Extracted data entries
------------
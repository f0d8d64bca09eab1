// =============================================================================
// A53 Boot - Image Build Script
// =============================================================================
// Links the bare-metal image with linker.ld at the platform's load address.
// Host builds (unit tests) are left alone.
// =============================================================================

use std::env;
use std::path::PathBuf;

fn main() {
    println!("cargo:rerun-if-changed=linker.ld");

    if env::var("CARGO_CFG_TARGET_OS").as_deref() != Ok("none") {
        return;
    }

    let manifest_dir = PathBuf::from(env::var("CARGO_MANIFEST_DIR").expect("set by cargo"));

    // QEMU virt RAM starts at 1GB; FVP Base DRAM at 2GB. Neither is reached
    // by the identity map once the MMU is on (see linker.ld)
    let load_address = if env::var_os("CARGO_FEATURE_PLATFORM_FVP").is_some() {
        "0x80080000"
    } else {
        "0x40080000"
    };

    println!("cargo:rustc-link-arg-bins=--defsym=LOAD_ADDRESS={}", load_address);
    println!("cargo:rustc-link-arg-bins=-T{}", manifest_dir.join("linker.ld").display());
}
------------
Print out all the entries above exactly.

repository f0d8d64bca09eab1
// =============================================================================
// A53 Boot - Image Build Script
// =============================================================================
// Links the bare-metal image with linker.ld at the platform's load address.
// Host builds (unit tests) are left alone.
// =============================================================================

use std::env;
use std::path::PathBuf;

fn main() {
    println!("cargo:rerun-if-changed=linker.ld");

    if env::var("CARGO_CFG_TARGET_OS").as_deref() != Ok("none") {
        return;
    }

    let manifest_dir = PathBuf::from(env::var("CARGO_MANIFEST_DIR").expect("set by cargo"));

    // QEMU virt RAM starts at 1GB; FVP Base DRAM at 2GB. Neither is reached
    // by the identity map once the MMU is on (see linker.ld)
    let load_address = if env::var_os("CARGO_FEATURE_PLATFORM_FVP").is_some() {
        "0x80080000"
    } else {
        "0x40080000"
    };

    println!("cargo:rustc-link-arg-bins=--defsym=LOAD_ADDRESS={}", load_address);
    println!("cargo:rustc-link-arg-bins=-T{}", manifest_dir.join("linker.ld").display());
}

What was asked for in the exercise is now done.